I think that if they have people ready to give tickets (read speculative invoices) to people parking in disabled bays, they should also do it to those with no kids (or older kids) that park in parent /child bays.


----------



## S63 (Jan 5, 2007)

Two issues here, a legal one and a moral one.

A parent with children can with a little effort park in a regular bay

A genuinely disabled person might with a major effort be able to park in a regular bay.

A row of empty spaces can fill rapidly at Supermarkets.


----------



## PaulaJayne (Feb 17, 2012)

rizo said:


> if you bring up contract law, then surely, you accept to use the provided car park in accordance with the contract conditions. ie: disabled spaces for disabled and parent/child spaces for parent/child, any breach of those conditions would mean breach of contract which would impose a penalty in this case a fine.


NOT A FINE - a private entity cannot Fine you.

Contract is for losses - no losses incured so owe nothing.
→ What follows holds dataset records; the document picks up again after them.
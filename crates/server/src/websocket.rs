//! WebSocket Handler
//!
//! Text conversation over `/ws?user_id=...`. Every recorded turn is forwarded
//! live as it happens; the counselor's final reply follows as a response.
//! While the risk assessment waits for an answer, the next inbound frame is
//! taken as that answer instead of a new patient message.

use axum::{
    extract::{
        ws::{Message, WebSocket, WebSocketUpgrade},
        Query, State,
    },
    http::StatusCode,
    response::Response,
};
use futures::{SinkExt, StreamExt};
use serde::{Deserialize, Serialize};
use std::sync::Arc;
use tokio::sync::{broadcast, mpsc};

use chia_agent::ConversationEvent;
use chia_core::{AgentRole, ConversationTurn};

use crate::session::{Outbound, Session};
use crate::state::AppState;

/// WebSocket message types
#[derive(Debug, Clone, PartialEq, Serialize, Deserialize)]
#[serde(tag = "type", rename_all = "snake_case")]
pub enum WsMessage {
    /// Patient input
    Text { content: String },
    /// Live turn between two agents
    Turn {
        sender: String,
        receiver: String,
        message: String,
    },
    /// Counselor reply or informational text
    Response { text: String },
    /// Question waiting for the patient's answer
    Question { text: String },
    /// Error
    Error { message: String },
    /// Session info
    SessionInfo { user_id: String },
    /// Conversation ended
    Ended { reason: String },
    /// Ping/Pong
    Ping,
    Pong,
}

impl WsMessage {
    fn turn(turn: &ConversationTurn) -> Self {
        WsMessage::Turn {
            sender: turn.sender.clone(),
            receiver: turn.receiver.clone(),
            message: turn.message.clone(),
        }
    }

    /// Plain-text rendering; `None` for frames that only exist in JSON mode
    pub fn plain_text(&self) -> Option<String> {
        match self {
            WsMessage::Turn {
                sender, message, ..
            } => Some(format!("{}: {}", sender, message)),
            WsMessage::Response { text } | WsMessage::Question { text } => Some(text.clone()),
            WsMessage::Error { message } => Some(format!("Error: {}", message)),
            WsMessage::Text { .. }
            | WsMessage::SessionInfo { .. }
            | WsMessage::Ended { .. }
            | WsMessage::Ping
            | WsMessage::Pong => None,
        }
    }

    /// Frame text for the configured wire format
    pub fn encode(&self, json: bool) -> Option<String> {
        if json {
            serde_json::to_string(self).ok()
        } else {
            self.plain_text()
        }
    }
}

/// Inbound frame after decoding
#[derive(Debug, Clone, PartialEq, Eq)]
enum Inbound {
    Message(String),
    Ping,
    Ignored,
}

/// JSON `text`/`ping` frames are unwrapped; anything else is the message itself
fn decode_inbound(raw: &str) -> Inbound {
    match serde_json::from_str::<WsMessage>(raw) {
        Ok(WsMessage::Text { content }) => Inbound::Message(content),
        Ok(WsMessage::Ping) => Inbound::Ping,
        Ok(_) => Inbound::Ignored,
        Err(_) => Inbound::Message(raw.to_string()),
    }
}

/// The counselor's reply to the patient is sent as a response, not a live turn
fn is_final_reply(turn: &ConversationTurn) -> bool {
    turn.sender == AgentRole::Counselor.default_name()
        && turn.receiver == AgentRole::Patient.default_name()
}

/// Query parameters for the upgrade
#[derive(Debug, Deserialize)]
pub struct WsParams {
    pub user_id: Option<String>,
}

/// `GET /ws?user_id=...`
pub async fn ws_handler(
    ws: WebSocketUpgrade,
    State(state): State<AppState>,
    Query(params): Query<WsParams>,
) -> Result<Response, StatusCode> {
    let user_id = params
        .user_id
        .filter(|id| !id.trim().is_empty())
        .unwrap_or_else(|| uuid::Uuid::new_v4().to_string());

    let session = state.sessions.get_or_create(&user_id).map_err(StatusCode::from)?;
    let json = state.settings.server.ws_json;

    Ok(ws.on_upgrade(move |socket| handle_socket(socket, session, json)))
}

async fn handle_socket(socket: WebSocket, session: Arc<Session>, json: bool) {
    let (mut sink, mut stream) = socket.split();
    let (out_tx, mut out_rx) = mpsc::unbounded_channel::<WsMessage>();

    // Single writer so frames from all tasks keep their order
    let writer = tokio::spawn(async move {
        while let Some(msg) = out_rx.recv().await {
            let Some(text) = msg.encode(json) else {
                continue;
            };
            if let Err(e) = sink.send(Message::Text(text)).await {
                tracing::debug!(error = %e, "WebSocket send failed");
                break;
            }
        }
    });

    let _ = out_tx.send(WsMessage::SessionInfo {
        user_id: session.user_id.clone(),
    });
    let _ = out_tx.send(WsMessage::Response {
        text: session.greeting.clone(),
    });

    let (connection_id, mut questions) = session.channel.attach();
    let bridge = {
        let out_tx = out_tx.clone();
        tokio::spawn(async move {
            while let Some(outbound) = questions.recv().await {
                let msg = match outbound {
                    Outbound::Question(text) => WsMessage::Question { text },
                    Outbound::Notice(text) => WsMessage::Response { text },
                };
                if out_tx.send(msg).is_err() {
                    break;
                }
            }
        })
    };

    let forwarder = {
        let out_tx = out_tx.clone();
        let mut events = session.agent.subscribe();
        tokio::spawn(async move {
            loop {
                let msg = match events.recv().await {
                    Ok(ConversationEvent::Turn(turn)) if !is_final_reply(&turn) => {
                        WsMessage::turn(&turn)
                    },
                    Ok(ConversationEvent::Turn(_)) => continue,
                    Ok(ConversationEvent::Ended { reason }) => WsMessage::Ended {
                        reason: reason.as_str().to_string(),
                    },
                    Err(broadcast::error::RecvError::Lagged(n)) => {
                        tracing::warn!(missed = n, "Turn forwarder lagged");
                        continue;
                    },
                    Err(broadcast::error::RecvError::Closed) => break,
                };
                if out_tx.send(msg).is_err() {
                    break;
                }
            }
        })
    };

    tracing::info!(user_id = %session.user_id, connection = connection_id, "WebSocket connected");

    while let Some(frame) = stream.next().await {
        match frame {
            Ok(Message::Text(raw)) => {
                session.touch();

                let input = match decode_inbound(&raw) {
                    Inbound::Message(text) => text,
                    Inbound::Ping => {
                        let _ = out_tx.send(WsMessage::Pong);
                        continue;
                    },
                    Inbound::Ignored => continue,
                };

                let input = match session.channel.deliver(input) {
                    Ok(()) => continue,
                    Err(input) => input,
                };

                // Processing runs off the read loop so assessment answers can still arrive
                let session = session.clone();
                let out_tx = out_tx.clone();
                tokio::spawn(async move {
                    match session.agent.process(&input).await {
                        Ok(reply) => {
                            if !reply.text.is_empty() {
                                let _ = out_tx.send(WsMessage::Response { text: reply.text });
                            }
                        },
                        Err(e) => {
                            tracing::warn!(user_id = %session.user_id, error = %e, "Message failed");
                            let _ = out_tx.send(WsMessage::Error {
                                message: e.to_string(),
                            });
                        },
                    }
                });
            },
            Ok(Message::Close(_)) => break,
            Err(e) => {
                tracing::debug!(error = %e, "WebSocket receive failed");
                break;
            },
            _ => {},
        }
    }

    session.channel.detach(connection_id);
    bridge.abort();
    forwarder.abort();
    drop(out_tx);
    writer.abort();

    tracing::info!(user_id = %session.user_id, connection = connection_id, "WebSocket closed");
}

#[cfg(test)]
mod tests {
    use super::*;
    use serde_json::json;

    #[test]
    fn test_json_frames() {
        let frame = WsMessage::Turn {
            sender: "search_bot".into(),
            receiver: "counselor".into(),
            message: "Suggested tool call".into(),
        };
        let value: serde_json::Value =
            serde_json::from_str(&frame.encode(true).unwrap()).unwrap();
        assert_eq!(value["type"], "turn");
        assert_eq!(value["sender"], "search_bot");

        let info = WsMessage::SessionInfo { user_id: "u1".into() };
        assert_eq!(
            serde_json::to_value(&info).unwrap(),
            json!({"type": "session_info", "user_id": "u1"})
        );
    }

    #[test]
    fn test_plain_frames() {
        let frame = WsMessage::Turn {
            sender: "patient".into(),
            receiver: "manager".into(),
            message: "hi".into(),
        };
        assert_eq!(frame.encode(false).as_deref(), Some("patient: hi"));
        assert_eq!(
            WsMessage::Question { text: "Q1?".into() }.encode(false).as_deref(),
            Some("Q1?")
        );
        assert_eq!(WsMessage::Ended { reason: "terminated".into() }.encode(false), None);
    }

    #[test]
    fn test_decode_inbound() {
        assert_eq!(
            decode_inbound(r#"{"type":"text","content":"What is PrEP?"}"#),
            Inbound::Message("What is PrEP?".into())
        );
        assert_eq!(decode_inbound(r#"{"type":"ping"}"#), Inbound::Ping);
        assert_eq!(decode_inbound("yes"), Inbound::Message("yes".into()));
        assert_eq!(decode_inbound(r#"{"type":"pong"}"#), Inbound::Ignored);
    }

    #[test]
    fn test_final_reply_detection() {
        assert!(is_final_reply(&ConversationTurn::new("counselor", "patient", "Hi")));
        assert!(!is_final_reply(&ConversationTurn::new("counselor", "search_bot", "[]")));
        assert!(!is_final_reply(&ConversationTurn::new("patient", "manager", "Hi")));
    }
}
Credit rating. bailifs etc can only happen.

IF 
1. They take you to court
2. They win (Highly unlikely)
3. Any you do not pay.

Lines and bay markings on private property such as Tesco car parks have NO meaning in law.

Go to www.pepipoo.com


----------



## bigmc (Mar 22, 2010)

rizo said:


> if you bring up contract law, then surely, you accept to use the provided car park in accordance with the contract conditions. ie: disabled spaces for disabled and parent/child spaces for parent/child, any breach of those conditions would mean breach of contract which would impose a penalty in this case a fine.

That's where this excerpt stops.